Je commence a oublier ce que c'est qu'une vie de chien depuis que je n'ai plus de chien, comme ceux qui sont à la retraite commencent à oublier ce qu'est une vie de travail; aussi comme ils commencent à oublier ce que c'est penser travail j'oublis ce que c'est que penser chien.
Mais j'ai une pensée pour ceux qui ont un travail comme pour ceux qui ont un chien car ils sont en laisse et à l'autre bout de la laisse, que ce soit par un chien ou par un travail qu'on les tient, il y a la société et c'est elle qui tient la laisse.
Qui pense chien ou qui pense travail la société ne viendrait pas le lui reprocher mais qui pense comme qui n'a plus de travail et n'a plus de chien, c'est qu'il n'est plus tenu en laisse, c'est qu'elle pourrait se sentir par lui menacée la société.
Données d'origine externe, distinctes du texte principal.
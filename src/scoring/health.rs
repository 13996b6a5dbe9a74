//! Crop health scoring from vegetation and weather observations.

use std::collections::HashMap;

use chrono::NaiveDate;
use serde::{Deserialize, Serialize};

use crate::models::{
    CropType, HealthOutcome, HealthScore, HealthStatus, Observation, ScoreBasis, WeatherDaily,
};

/// Starting score for a weather-only estimate, before penalties. Used only
/// when the weather actually breaches the tolerance band; in-band weather
/// without a vegetation sample says nothing about the crop.
const WEATHER_ONLY_BASELINE: f64 = 70.0;

/// Penalty per degree Celsius outside the temperature band.
const TEMP_PENALTY_PER_DEG: f64 = 3.0;
/// Penalty per millimetre of rain above the daily tolerance.
const RAIN_PENALTY_PER_MM: f64 = 0.5;

const TEMP_PENALTY_CAP: f64 = 30.0;
const RAIN_PENALTY_CAP: f64 = 20.0;

/// Degrees beyond the band at which a temperature breach counts as severe.
const SEVERE_TEMP_MARGIN_C: f64 = 5.0;

/// Crop-specific weather tolerance. Values outside the band deduct from the
/// health score and, in the severe range, raise weather alerts.
#[derive(Debug, Clone, Copy, PartialEq, Serialize, Deserialize)]
pub struct ToleranceBand {
    pub temp_min_c: f64,
    pub temp_max_c: f64,
    pub max_daily_rain_mm: f64,
}

/// Built-in bands; overridable through configuration.
pub fn default_tolerance_bands() -> HashMap<CropType, ToleranceBand> {
    let band = |temp_min_c, temp_max_c, max_daily_rain_mm| ToleranceBand {
        temp_min_c,
        temp_max_c,
        max_daily_rain_mm,
    };
    HashMap::from([
        (CropType::Wheat, band(3.0, 32.0, 40.0)),
        (CropType::Corn, band(8.0, 35.0, 50.0)),
        (CropType::Rice, band(12.0, 38.0, 80.0)),
        (CropType::Soybean, band(8.0, 34.0, 50.0)),
        (CropType::Cotton, band(12.0, 38.0, 40.0)),
        (CropType::Barley, band(2.0, 30.0, 40.0)),
        (CropType::Potato, band(4.0, 28.0, 45.0)),
        (CropType::Tomato, band(8.0, 32.0, 40.0)),
        (CropType::Other, band(5.0, 33.0, 50.0)),
    ])
}

/// One day's penalty for weather outside the band, capped per factor.
fn day_penalty(day: &WeatherDaily, band: &ToleranceBand) -> f64 {
    let mut penalty = 0.0;
    if let Some(tmax) = day.temp_max_c {
        penalty += ((tmax - band.temp_max_c).max(0.0) * TEMP_PENALTY_PER_DEG).min(TEMP_PENALTY_CAP);
    }
    if let Some(tmin) = day.temp_min_c {
        penalty += ((band.temp_min_c - tmin).max(0.0) * TEMP_PENALTY_PER_DEG).min(TEMP_PENALTY_CAP);
    }
    if let Some(rain) = day.precipitation_mm {
        penalty +=
            ((rain - band.max_daily_rain_mm).max(0.0) * RAIN_PENALTY_PER_MM).min(RAIN_PENALTY_CAP);
    }
    penalty
}

/// Average weather-stress penalty across the observed days.
fn weather_penalty(weather: &[&WeatherDaily], band: &ToleranceBand) -> f64 {
    if weather.is_empty() {
        return 0.0;
    }
    weather.iter().map(|d| day_penalty(d, band)).sum::<f64>() / weather.len() as f64
}

/// Computes a 0-100 health score for one field.
///
/// The vegetation term maps NDVI from [-1, 1] onto [0, 100]; NDVI at or
/// below zero means water or bare ground and clips the term to zero. The
/// weather penalty is deducted from that term. Without any vegetation sample
/// the score degrades to a weather-only estimate from a fixed baseline, but
/// only when the weather breached the tolerance band; in-band weather alone
/// carries no crop signal, so the outcome is `InsufficientData` rather than
/// a fabricated score.
pub fn compute_health(
    vegetation: &[Observation],
    weather: &[Observation],
    crop_type: CropType,
    bands: &HashMap<CropType, ToleranceBand>,
    as_of: NaiveDate,
) -> HealthOutcome {
    let latest_sample = vegetation
        .iter()
        .filter(|o| o.vegetation().is_some())
        .max_by_key(|o| o.observation_date);
    let weather_days: Vec<(&Observation, &WeatherDaily)> = weather
        .iter()
        .filter_map(|o| o.weather().map(|w| (o, w)))
        .collect();

    let band = bands
        .get(&crop_type)
        .or_else(|| bands.get(&CropType::Other))
        .copied()
        .unwrap_or(ToleranceBand {
            temp_min_c: 5.0,
            temp_max_c: 33.0,
            max_daily_rain_mm: 50.0,
        });
    let days: Vec<&WeatherDaily> = weather_days.iter().map(|(_, w)| *w).collect();
    let penalty = weather_penalty(&days, &band);

    let (base, basis, mut contributing) = match latest_sample {
        Some(obs) => {
            // Filter above guarantees the payload is a vegetation sample.
            let ndvi = obs.vegetation().map(|v| v.ndvi).unwrap_or(0.0);
            let term = if ndvi <= 0.0 {
                0.0
            } else {
                (ndvi + 1.0) / 2.0 * 100.0
            };
            (term, ScoreBasis::VegetationAndWeather, vec![obs.id])
        }
        // Weather-only estimates need an out-of-band signal to stand on.
        None if penalty > 0.0 => (WEATHER_ONLY_BASELINE, ScoreBasis::WeatherOnly, Vec::new()),
        None => return HealthOutcome::InsufficientData,
    };
    contributing.extend(weather_days.iter().map(|(o, _)| o.id));

    let score = (base - penalty).clamp(0.0, 100.0);
    HealthOutcome::Scored(HealthScore {
        field_id: latest_sample
            .map(|o| o.field_id)
            .or_else(|| weather_days.first().map(|(o, _)| o.field_id))
            .unwrap_or_default(),
        as_of_date: as_of,
        score,
        status: HealthStatus::from_score(score),
        basis,
        contributing_observation_ids: contributing,
    })
}

/// A weather condition worth alerting on.
#[derive(Debug, Clone, Copy, PartialEq, Eq, Hash)]
pub enum StressKind {
    Heat,
    Frost,
    HeavyRain,
}

impl StressKind {
    /// Stable alert dedup key for the condition.
    pub fn dedup_key(&self) -> &'static str {
        match self {
            StressKind::Heat => "heat_stress",
            StressKind::Frost => "frost_risk",
            StressKind::HeavyRain => "heavy_rain",
        }
    }

    pub fn title(&self) -> &'static str {
        match self {
            StressKind::Heat => "Heat stress",
            StressKind::Frost => "Frost risk",
            StressKind::HeavyRain => "Heavy rainfall",
        }
    }
}

#[derive(Debug, Clone, Copy, PartialEq)]
pub struct WeatherStress {
    pub kind: StressKind,
    /// Severe breaches raise alerts; mild ones only affect the score.
    pub severe: bool,
    pub worst_value: f64,
}

/// Scans the weather window for out-of-band conditions, keeping the worst
/// reading per condition.
pub fn assess_weather_stress(weather: &[Observation], band: &ToleranceBand) -> Vec<WeatherStress> {
    let mut heat: Option<f64> = None;
    let mut frost: Option<f64> = None;
    let mut rain: Option<f64> = None;

    for day in weather.iter().filter_map(|o| o.weather()) {
        if let Some(tmax) = day.temp_max_c {
            if tmax > band.temp_max_c {
                heat = Some(heat.map_or(tmax, |h: f64| h.max(tmax)));
            }
        }
        if let Some(tmin) = day.temp_min_c {
            if tmin < band.temp_min_c {
                frost = Some(frost.map_or(tmin, |f: f64| f.min(tmin)));
            }
        }
        if let Some(mm) = day.precipitation_mm {
            if mm > band.max_daily_rain_mm {
                rain = Some(rain.map_or(mm, |r: f64| r.max(mm)));
            }
        }
    }

    let mut stresses = Vec::new();
    if let Some(worst) = heat {
        stresses.push(WeatherStress {
            kind: StressKind::Heat,
            severe: worst >= band.temp_max_c + SEVERE_TEMP_MARGIN_C,
            worst_value: worst,
        });
    }
    if let Some(worst) = frost {
        stresses.push(WeatherStress {
            kind: StressKind::Frost,
            severe: worst <= band.temp_min_c - SEVERE_TEMP_MARGIN_C,
            worst_value: worst,
        });
    }
    if let Some(worst) = rain {
        stresses.push(WeatherStress {
            kind: StressKind::HeavyRain,
            severe: worst >= band.max_daily_rain_mm * 2.0,
            worst_value: worst,
        });
    }
    stresses
}

#[cfg(test)]
mod tests {
    use super::*;
    use crate::models::{ObservationPayload, VegetationIndexSample};
    use uuid::Uuid;

    fn as_of() -> NaiveDate {
        NaiveDate::from_ymd_opt(2025, 6, 10).unwrap()
    }

    fn ndvi_obs(field_id: Uuid, ndvi: f64) -> Observation {
        Observation::new(
            field_id,
            as_of(),
            ObservationPayload::VegetationIndex(VegetationIndexSample {
                ndvi,
                evi: None,
                quality: None,
                product: "MOD13Q1".into(),
            }),
            "modis",
        )
    }

    fn weather_obs(field_id: Uuid, day: WeatherDaily) -> Observation {
        Observation::new(field_id, as_of(), ObservationPayload::Weather(day), "power")
    }

    fn mild_day() -> WeatherDaily {
        WeatherDaily {
            temp_min_c: Some(14.0),
            temp_max_c: Some(26.0),
            precipitation_mm: Some(2.0),
            ..Default::default()
        }
    }

    #[test]
    fn healthy_ndvi_without_penalty_scores_91() {
        let field_id = Uuid::new_v4();
        let bands = default_tolerance_bands();
        let outcome = compute_health(
            &[ndvi_obs(field_id, 0.82)],
            &[weather_obs(field_id, mild_day())],
            CropType::Wheat,
            &bands,
            as_of(),
        );
        let score = outcome.scored().unwrap();
        assert!((score.score - 91.0).abs() < 1e-9, "score was {}", score.score);
        assert_eq!(score.status, HealthStatus::Excellent);
        assert_eq!(score.basis, ScoreBasis::VegetationAndWeather);
        assert_eq!(score.contributing_observation_ids.len(), 2);
    }

    #[test]
    fn non_positive_ndvi_clips_vegetation_term_to_zero() {
        let field_id = Uuid::new_v4();
        let bands = default_tolerance_bands();
        let outcome = compute_health(
            &[ndvi_obs(field_id, -0.2)],
            &[],
            CropType::Wheat,
            &bands,
            as_of(),
        );
        let score = outcome.scored().unwrap();
        assert_eq!(score.score, 0.0);
        assert_eq!(score.status, HealthStatus::Critical);
    }

    #[test]
    fn heat_above_band_deducts_from_score() {
        let field_id = Uuid::new_v4();
        let bands = default_tolerance_bands();
        // Wheat tolerates up to 32C; 36C is a 4-degree breach, 12 points.
        let hot = WeatherDaily {
            temp_max_c: Some(36.0),
            ..mild_day()
        };
        let outcome = compute_health(
            &[ndvi_obs(field_id, 0.82)],
            &[weather_obs(field_id, hot)],
            CropType::Wheat,
            &bands,
            as_of(),
        );
        let score = outcome.scored().unwrap();
        assert!((score.score - 79.0).abs() < 1e-9, "score was {}", score.score);
        assert_eq!(score.status, HealthStatus::Good);
    }

    #[test]
    fn no_vegetation_with_stressed_weather_scores_weather_only() {
        let field_id = Uuid::new_v4();
        let bands = default_tolerance_bands();
        // Corn tolerates up to 35C; 39C is a 4-degree breach, 12 points off
        // the baseline.
        let hot = WeatherDaily {
            temp_max_c: Some(39.0),
            ..mild_day()
        };
        let weather = weather_obs(field_id, hot);
        let weather_id = weather.id;
        let outcome = compute_health(&[], &[weather], CropType::Corn, &bands, as_of());
        let score = outcome.scored().unwrap();
        assert!((score.score - 58.0).abs() < 1e-9, "score was {}", score.score);
        assert_eq!(score.basis, ScoreBasis::WeatherOnly);
        assert_eq!(score.contributing_observation_ids, vec![weather_id]);
    }

    #[test]
    fn no_vegetation_with_in_band_weather_is_insufficient_data() {
        let field_id = Uuid::new_v4();
        let bands = default_tolerance_bands();
        let outcome = compute_health(
            &[],
            &[weather_obs(field_id, mild_day())],
            CropType::Corn,
            &bands,
            as_of(),
        );
        assert_eq!(outcome, HealthOutcome::InsufficientData);
    }

    #[test]
    fn zero_observations_is_insufficient_data() {
        let bands = default_tolerance_bands();
        let outcome = compute_health(&[], &[], CropType::Wheat, &bands, as_of());
        assert_eq!(outcome, HealthOutcome::InsufficientData);
    }

    #[test]
    fn latest_vegetation_sample_wins() {
        let field_id = Uuid::new_v4();
        let bands = default_tolerance_bands();
        let mut old = ndvi_obs(field_id, 0.2);
        old.observation_date = NaiveDate::from_ymd_opt(2025, 5, 20).unwrap();
        let recent = ndvi_obs(field_id, 0.82);
        let outcome = compute_health(
            &[old, recent],
            &[],
            CropType::Wheat,
            &bands,
            as_of(),
        );
        assert!((outcome.scored().unwrap().score - 91.0).abs() < 1e-9);
    }

    #[test]
    fn stress_assessment_flags_severe_heat() {
        let field_id = Uuid::new_v4();
        let band = default_tolerance_bands()[&CropType::Wheat];
        let scorcher = WeatherDaily {
            temp_max_c: Some(38.5),
            ..mild_day()
        };
        let stresses = assess_weather_stress(&[weather_obs(field_id, scorcher)], &band);
        assert_eq!(stresses.len(), 1);
        assert_eq!(stresses[0].kind, StressKind::Heat);
        assert!(stresses[0].severe);
        assert_eq!(stresses[0].worst_value, 38.5);
    }

    #[test]
    fn in_band_weather_produces_no_stress() {
        let field_id = Uuid::new_v4();
        let band = default_tolerance_bands()[&CropType::Wheat];
        let stresses = assess_weather_stress(&[weather_obs(field_id, mild_day())], &band);
        assert!(stresses.is_empty());
    }
}
use chrono::{DateTime, NaiveDate, Utc};
use serde::{Deserialize, Serialize};
use uuid::Uuid;

use crate::geo::Point;

/// The three external feed classes the pipeline ingests.
#[derive(Debug, Clone, Copy, PartialEq, Eq, Hash, Serialize, Deserialize)]
#[serde(rename_all = "snake_case")]
pub enum FeedType {
    Weather,
    VegetationIndex,
    Fire,
}

impl FeedType {
    pub fn as_str(&self) -> &'static str {
        match self {
            FeedType::Weather => "weather",
            FeedType::VegetationIndex => "vegetation_index",
            FeedType::Fire => "fire",
        }
    }
}

impl std::fmt::Display for FeedType {
    fn fmt(&self, f: &mut std::fmt::Formatter<'_>) -> std::fmt::Result {
        f.write_str(self.as_str())
    }
}

/// Daily aggregate weather for a field centroid. Any value may be missing
/// when the upstream reports a gap.
#[derive(Debug, Clone, PartialEq, Default, Serialize, Deserialize)]
pub struct WeatherDaily {
    pub temp_min_c: Option<f64>,
    pub temp_max_c: Option<f64>,
    pub temp_avg_c: Option<f64>,
    pub precipitation_mm: Option<f64>,
    pub relative_humidity_pct: Option<f64>,
    pub wind_speed_ms: Option<f64>,
    pub solar_radiation_mj: Option<f64>,
}

/// Single vegetation-index sample over a field geometry.
#[derive(Debug, Clone, PartialEq, Serialize, Deserialize)]
pub struct VegetationIndexSample {
    /// Normalized difference vegetation index, already scaled to [-1, 1].
    pub ndvi: f64,
    pub evi: Option<f64>,
    pub quality: Option<String>,
    pub product: String,
}

/// Active-fire detection near a field.
#[derive(Debug, Clone, PartialEq, Serialize, Deserialize)]
pub struct FireHotspot {
    pub location: Point,
    /// Detection confidence, 0-100.
    pub confidence: f64,
    pub acquired_at: DateTime<Utc>,
    pub brightness: Option<f64>,
    pub frp: Option<f64>,
}

/// Feed-specific observation payload.
#[derive(Debug, Clone, PartialEq, Serialize, Deserialize)]
#[serde(tag = "kind", rename_all = "snake_case")]
pub enum ObservationPayload {
    Weather(WeatherDaily),
    VegetationIndex(VegetationIndexSample),
    Fire(FireHotspot),
}

impl ObservationPayload {
    pub fn feed_type(&self) -> FeedType {
        match self {
            ObservationPayload::Weather(_) => FeedType::Weather,
            ObservationPayload::VegetationIndex(_) => FeedType::VegetationIndex,
            ObservationPayload::Fire(_) => FeedType::Fire,
        }
    }
}

/// Normalized observation as returned by a feed client. Immutable once stored.
#[derive(Debug, Clone, PartialEq, Serialize, Deserialize)]
pub struct Observation {
    pub id: Uuid,
    pub field_id: Uuid,
    pub feed_type: FeedType,
    pub observation_date: NaiveDate,
    pub payload: ObservationPayload,
    pub fetched_at: DateTime<Utc>,
    pub source: String,
}

impl Observation {
    /// Builds an observation, deriving `feed_type` from the payload so the
    /// two can never disagree.
    pub fn new(
        field_id: Uuid,
        observation_date: NaiveDate,
        payload: ObservationPayload,
        source: impl Into<String>,
    ) -> Self {
        Self {
            id: Uuid::new_v4(),
            field_id,
            feed_type: payload.feed_type(),
            observation_date,
            payload,
            fetched_at: Utc::now(),
            source: source.into(),
        }
    }

    pub fn weather(&self) -> Option<&WeatherDaily> {
        match &self.payload {
            ObservationPayload::Weather(w) => Some(w),
            _ => None,
        }
    }

    pub fn vegetation(&self) -> Option<&VegetationIndexSample> {
        match &self.payload {
            ObservationPayload::VegetationIndex(v) => Some(v),
            _ => None,
        }
    }

    pub fn fire_hotspot(&self) -> Option<&FireHotspot> {
        match &self.payload {
            ObservationPayload::Fire(h) => Some(h),
            _ => None,
        }
    }
}

#[cfg(test)]
mod tests {
    use super::*;

    #[test]
    fn feed_type_follows_payload() {
        let obs = Observation::new(
            Uuid::new_v4(),
            NaiveDate::from_ymd_opt(2025, 6, 1).unwrap(),
            ObservationPayload::VegetationIndex(VegetationIndexSample {
                ndvi: 0.6,
                evi: None,
                quality: None,
                product: "MOD13Q1".into(),
            }),
            "modis",
        );
        assert_eq!(obs.feed_type, FeedType::VegetationIndex);
        assert!(obs.vegetation().is_some());
        assert!(obs.weather().is_none());
    }

    #[test]
    fn payload_serializes_with_kind_tag() {
        let payload = ObservationPayload::Weather(WeatherDaily {
            temp_max_c: Some(31.2),
            ..Default::default()
        });
        let json = serde_json::to_value(&payload).unwrap();
        assert_eq!(json["kind"], "weather");
        assert_eq!(json["temp_max_c"], 31.2);
    }
}
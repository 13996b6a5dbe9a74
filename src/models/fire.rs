use chrono::NaiveDate;
use serde::{Deserialize, Serialize};
use uuid::Uuid;

/// Discrete fire-risk ladder for a field.
#[derive(Debug, Clone, Copy, PartialEq, Eq, PartialOrd, Ord, Serialize, Deserialize)]
#[serde(rename_all = "snake_case")]
pub enum FireRiskLevel {
    None,
    Low,
    Moderate,
    High,
    Extreme,
}

impl FireRiskLevel {
    pub fn as_str(&self) -> &'static str {
        match self {
            FireRiskLevel::None => "none",
            FireRiskLevel::Low => "low",
            FireRiskLevel::Moderate => "moderate",
            FireRiskLevel::High => "high",
            FireRiskLevel::Extreme => "extreme",
        }
    }
}

impl std::fmt::Display for FireRiskLevel {
    fn fmt(&self, f: &mut std::fmt::Formatter<'_>) -> std::fmt::Result {
        f.write_str(self.as_str())
    }
}

/// Fire-risk assessment for one field on one date.
#[derive(Debug, Clone, PartialEq, Serialize, Deserialize)]
pub struct FireRisk {
    pub field_id: Uuid,
    pub as_of_date: NaiveDate,
    pub hotspot_count: usize,
    pub nearest_distance_km: Option<f64>,
    pub risk_level: FireRiskLevel,
}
Mais il y a la culture et après une pensée chien une pensée cultivée. La laisse devient plus subtile, moins visible, on la sent moins tirer à la société, on se sent plus libre parce qu'il y aurait une liberté de penser, du moins une pensée qui ne serait plus une pensée chien.
CITATION
Cool memories de Jean Baudrillard: "A Rome, Niccolini réussit à conjurer la hantise terroriste par la relance culturelle. Aux Romains qui n'osent plus sortir le soir, il offre des fêtes, des performances, des meeting poétiques, il fait descendre la culture dans la rue. Il combat la fête terroriste par la fête culturelle et publicitaire […] le seul moyen de lutter contre le terrorisme n'est pas de créer des institutions solides, c'est de mettre en scène une culture aussi sacrificielle, excentrique et sans lendemain que les actes terroristes eux-mêmes … "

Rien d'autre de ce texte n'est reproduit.